O Feudal é o Xadrez com esteroides!

 

Feudal é um jogo de 1967, do designer Fred Buestchler, e mais um que segue o estilo da época enão informa os responsáveis pelo design gráfico e artistas. Esse jogo é para 2 a 6 jogadores, com tempo médio de partida de 90 minutos. Seu peso é 2.31, sua posição no ranking geral do BGG é 5.148, e a ficha do jogo no Ludopedia não indica sua posição no ranking do site. As principais mecânicas do jogo são: Movimento em Grade, Captura de Peças, Eliminação de Jogadores, Negociação, Posicionamento Secreto e Preparação Variável.

 

Só de ver o tabuleiro já dá para ter uma ideia de que esse jogo é uma espécie de “Xadrez vitaminado”, a começar pela quantidade de jogadores que chega à meia dúzia.

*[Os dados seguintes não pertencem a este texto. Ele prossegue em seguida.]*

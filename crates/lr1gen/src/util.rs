use std::fmt;

/// Wrap a formatting closure into a value implementing `Display`.
pub fn display_fn(f: impl Fn(&mut fmt::Formatter<'_>) -> fmt::Result) -> impl fmt::Display {
    DisplayFn(f)
}

struct DisplayFn<F>(F);
impl<F> fmt::Display for DisplayFn<F>
where
    F: Fn(&mut fmt::Formatter<'_>) -> fmt::Result,
{
    fn fmt(&self, formatter: &mut fmt::Formatter<'_>) -> fmt::Result {
        (self.0)(formatter)
    }
}

/// Write `items` separated by `sep`.
pub(crate) fn write_joined<I, T>(f: &mut fmt::Formatter<'_>, sep: &str, items: I) -> fmt::Result
where
    I: IntoIterator<Item = T>,
    T: fmt::Display,
{
    for (i, item) in items.into_iter().enumerate() {
        if i > 0 {
            f.write_str(sep)?;
        }
        write!(f, "{}", item)?;
    }
    Ok(())
}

Além disso, o tabuleiro de Xadrez possui invariavelmente 64 casas (8×8). Já o tabuleiro do Feudal possui 4 placas de 12×12, na configuração padrão, o que resulta em absurdos 576 espaços, Mas o tabuleiro do Feudal pode aumentar ainda mais, com adição de mais placas, criando um campo de batalha verdadeiramente épico. No Feudal, o exército de cada jogador também possui mais peças diferentes que o Xadrez.

 

Outra diferença é que o Xadrez é abstrato, e o Feudal tem um cenário, uma história por trás, inclusive com personagens definidos. No jogo, de um lado estão as forças de Elthred, o Grande, e do outro Aelfric, o Bárbaro, e que disputam a zona de fronteira entre os seus respectivos reinos vizinhos. Cada monarca tem o apoio de dois reinos vassalos, e vence eliminando toda a nobreza adversária (Rei, Príncipe e Duque), ou capturando o castelo inimigo. As cores também são diferentes do Xadrez, porque um lado usa três tons de azul e outro três tons de marrom.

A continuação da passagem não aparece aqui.